» **WHAT THE TASK ASKS**: Gather each line of the records where "offset" appears.

(EXTRACTED RECORDS begins)

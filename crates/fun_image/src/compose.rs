//! Composition chains of unary transforms.
//!
//! A [`Chain`] records [`Transform`]s in application order without touching any image.
//! [`Chain::then`] appends a step that runs after everything recorded so far,
//! [`Chain::after`] prepends one that runs before. [`Chain::apply`] folds the steps over a
//! seed image and returns the composed [`Image`]; nothing is sampled until that image is
//! evaluated.
//!
//! ```
//! use fun_image::prelude::*;
//!
//! let chain = Chain::new()
//!     .then(Transform::scale_at_point(-0.75, 0.1, 1000.0, 1000.0))
//!     .then(Transform::invert())
//!     .then(Transform::rotate_at_origin(45.0));
//! let image = chain.apply(Image::mandelbrot()).unwrap();
//! assert_eq!(image.depth(), 6);
//! ```
use std::fmt;
use std::sync::Arc;

use glam::DVec2;

use crate::error::Result;
use crate::image::Image;
use crate::transforms::{EdgeDetectParams, RotateParams, TranslateParams};

/// A reified unary transform, applied by [`Transform::apply`].
#[derive(Clone)]
#[non_exhaustive]
pub enum Transform {
    Invert,
    Translate {
        /// Translation parameters.
        params: TranslateParams,
    },
    ScaleAtOrigin {
        /// Scale factors, validated on application.
        factor: DVec2,
    },
    ScaleAtPoint {
        /// Fixed point of the scale.
        at: DVec2,
        /// Scale factors, validated on application.
        factor: DVec2,
    },
    RotateAtOrigin {
        /// Rotation parameters.
        params: RotateParams,
    },
    RotateAtPoint {
        /// Fixed point of the rotation.
        at: DVec2,
        /// Rotation parameters.
        params: RotateParams,
    },
    Ripple,
    EdgeDetect {
        /// Edge detection parameters.
        params: EdgeDetectParams,
    },
    Custom {
        /// Arbitrary image combinator.
        apply: Arc<dyn Fn(Image) -> Image + Send + Sync>,
    },
}

impl Transform {
    pub fn invert() -> Self {
        Transform::Invert
    }

    pub fn translate(dx: f64, dy: f64) -> Self {
        Transform::Translate {
            params: TranslateParams {
                offset: DVec2::new(dx, dy),
            },
        }
    }

    pub fn scale_at_origin(x_scale: f64, y_scale: f64) -> Self {
        Transform::ScaleAtOrigin {
            factor: DVec2::new(x_scale, y_scale),
        }
    }

    pub fn scale_at_point(px: f64, py: f64, x_scale: f64, y_scale: f64) -> Self {
        Transform::ScaleAtPoint {
            at: DVec2::new(px, py),
            factor: DVec2::new(x_scale, y_scale),
        }
    }

    pub fn rotate_at_origin(angle_degrees: f64) -> Self {
        Transform::RotateAtOrigin {
            params: RotateParams::new(angle_degrees),
        }
    }

    pub fn rotate_at_point(px: f64, py: f64, angle_degrees: f64) -> Self {
        Transform::RotateAtPoint {
            at: DVec2::new(px, py),
            params: RotateParams::new(angle_degrees),
        }
    }

    pub fn ripple() -> Self {
        Transform::Ripple
    }

    pub fn edge_detect(threshold: f64) -> Self {
        Transform::EdgeDetect {
            params: EdgeDetectParams { threshold },
        }
    }

    /// Wraps an arbitrary combinator.
    pub fn custom<F>(f: F) -> Self
    where
        F: Fn(Image) -> Image + Send + Sync + 'static,
    {
        Transform::Custom { apply: Arc::new(f) }
    }

    /// Wraps `image`, validating parameters first.
    pub fn apply(&self, image: Image) -> Result<Image> {
        let out = match self {
            Transform::Invert => image.invert(),
            Transform::Translate { params } => image.translate(params.offset.x, params.offset.y),
            Transform::ScaleAtOrigin { factor } => image.scale_at_origin(factor.x, factor.y)?,
            Transform::ScaleAtPoint { at, factor } => {
                image.scale_at_point(at.x, at.y, factor.x, factor.y)?
            }
            Transform::RotateAtOrigin { params } => image.rotate_at_origin(params.angle_degrees),
            Transform::RotateAtPoint { at, params } => {
                image.rotate_at_point(at.x, at.y, params.angle_degrees)
            }
            Transform::Ripple => image.ripple(),
            Transform::EdgeDetect { params } => image.edge_detect(params.threshold),
            Transform::Custom { apply } => apply(image),
        };
        Ok(out)
    }

    /// Short name of the variant.
    pub fn kind(&self) -> &'static str {
        match self {
            Transform::Invert => "invert",
            Transform::Translate { .. } => "translate",
            Transform::ScaleAtOrigin { .. } => "scale_at_origin",
            Transform::ScaleAtPoint { .. } => "scale_at_point",
            Transform::RotateAtOrigin { .. } => "rotate_at_origin",
            Transform::RotateAtPoint { .. } => "rotate_at_point",
            Transform::Ripple => "ripple",
            Transform::EdgeDetect { .. } => "edge_detect",
            Transform::Custom { .. } => "custom",
        }
    }
}

impl fmt::Debug for Transform {
    fn fmt(&self, f: &mut fmt::Formatter<'_>) -> fmt::Result {
        match self {
            Transform::Translate { params } => f.debug_tuple("Translate").field(params).finish(),
            Transform::ScaleAtOrigin { factor } => {
                f.debug_tuple("ScaleAtOrigin").field(factor).finish()
            }
            Transform::ScaleAtPoint { at, factor } => f
                .debug_struct("ScaleAtPoint")
                .field("at", at)
                .field("factor", factor)
                .finish(),
            Transform::RotateAtOrigin { params } => {
                f.debug_tuple("RotateAtOrigin").field(params).finish()
            }
            Transform::RotateAtPoint { at, params } => f
                .debug_struct("RotateAtPoint")
                .field("at", at)
                .field("params", params)
                .finish(),
            Transform::EdgeDetect { params } => f.debug_tuple("EdgeDetect").field(params).finish(),
            _ => f.write_str(self.kind()),
        }
    }
}

/// An ordered sequence of transforms.
#[derive(Clone, Debug, Default)]
pub struct Chain {
    steps: Vec<Transform>,
}

impl Chain {
    /// Creates an empty chain, which applies as the identity.
    pub fn new() -> Self {
        Self { steps: Vec::new() }
    }

    /// Appends `transform` to run after the current steps.
    pub fn then(mut self, transform: impl Into<Transform>) -> Self {
        self.steps.push(transform.into());
        self
    }

    /// Prepends `transform` to run before the current steps.
    pub fn after(mut self, transform: impl Into<Transform>) -> Self {
        self.steps.insert(0, transform.into());
        self
    }

    /// Appends all steps of `other` to run after the current steps.
    pub fn then_chain(mut self, other: Chain) -> Self {
        self.steps.extend(other.steps);
        self
    }

    /// Recorded steps in application order.
    pub fn steps(&self) -> &[Transform] {
        &self.steps
    }

    pub fn len(&self) -> usize {
        self.steps.len()
    }

    pub fn is_empty(&self) -> bool {
        self.steps.is_empty()
    }

    /// Applies every step in order to `seed`.
    pub fn apply(&self, seed: Image) -> Result<Image> {
        self.steps
            .iter()
            .try_fold(seed, |image, transform| transform.apply(image))
    }
}

impl From<Transform> for Chain {
    fn from(transform: Transform) -> Self {
        Chain::new().then(transform)
    }
}

impl<F> From<F> for Transform
where
    F: Fn(Image) -> Image + Send + Sync + 'static,
{
    fn from(f: F) -> Self {
        Transform::custom(f)
    }
}

#[cfg(test)]
mod tests {
    use super::*;
    use crate::error::Error;
    use crate::image::{Intensity, WHITE};

    fn ramp() -> Image {
        Image::from_fn(|p: DVec2| p.x.round() as Intensity)
    }

    #[test]
    fn empty_chain_is_identity() {
        let image = Chain::new().apply(ramp()).unwrap();
        assert_eq!(image.evaluate(12.0, 0.0), 12);
        assert!(Chain::new().is_empty());
    }

    #[test]
    fn then_applies_in_recorded_order() {
        // translate first, then scale: samples at x/2 - 10
        let image = Chain::new()
            .then(Transform::translate(10.0, 0.0))
            .then(Transform::scale_at_origin(2.0, 1.0))
            .apply(ramp())
            .unwrap();
        assert_eq!(image.evaluate(40.0, 0.0), 10);
    }

    #[test]
    fn after_prepends() {
        // same steps, reversed order: samples at (x - 10) / 2
        let image = Chain::new()
            .then(Transform::translate(10.0, 0.0))
            .after(Transform::scale_at_origin(2.0, 1.0))
            .apply(ramp())
            .unwrap();
        assert_eq!(image.evaluate(40.0, 0.0), 15);
        assert_eq!(image.depth(), 3);
        assert_eq!(image.kind(), "translate");
    }

    #[test]
    fn custom_closures_compose() {
        let chain = Chain::new()
            .then(|image: Image| image.translate(1.0, 0.0))
            .then(Transform::invert());
        let image = chain.apply(ramp()).unwrap();
        assert_eq!(image.evaluate(5.0, 0.0), WHITE - 4);
        assert_eq!(chain.steps()[0].kind(), "custom");
    }

    #[test]
    fn then_chain_concatenates() {
        let first = Chain::from(Transform::translate(3.0, 0.0));
        let second = Chain::new().then(Transform::translate(4.0, 0.0));
        let chain = first.then_chain(second);
        assert_eq!(chain.len(), 2);
        assert_eq!(chain.apply(ramp()).unwrap().evaluate(10.0, 0.0), 3);
    }

    #[test]
    fn invalid_step_fails_the_whole_chain() {
        let chain = Chain::new()
            .then(Transform::invert())
            .then(Transform::scale_at_point(1.0, 1.0, 0.0, 2.0));
        assert!(matches!(
            chain.apply(ramp()),
            Err(Error::InvalidParameter(_))
        ));
    }

    #[test]
    fn rotate_at_point_transform_matches_method() {
        let via_chain = Chain::from(Transform::rotate_at_point(2.0, 3.0, 30.0))
            .apply(ramp())
            .unwrap();
        let direct = ramp().rotate_at_point(2.0, 3.0, 30.0);
        for x in -5..5 {
            let (x, y) = (x as f64 * 1.7, 2.5);
            assert_eq!(via_chain.evaluate(x, y), direct.evaluate(x, y));
        }
    }
}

(EXTRACTED RECORDS ends)

» **EXERCISE RESPONSE**:
                offset: DVec2::new(dx, dy),
            Transform::Translate { params } => image.translate(params.offset.x, params.offset.y),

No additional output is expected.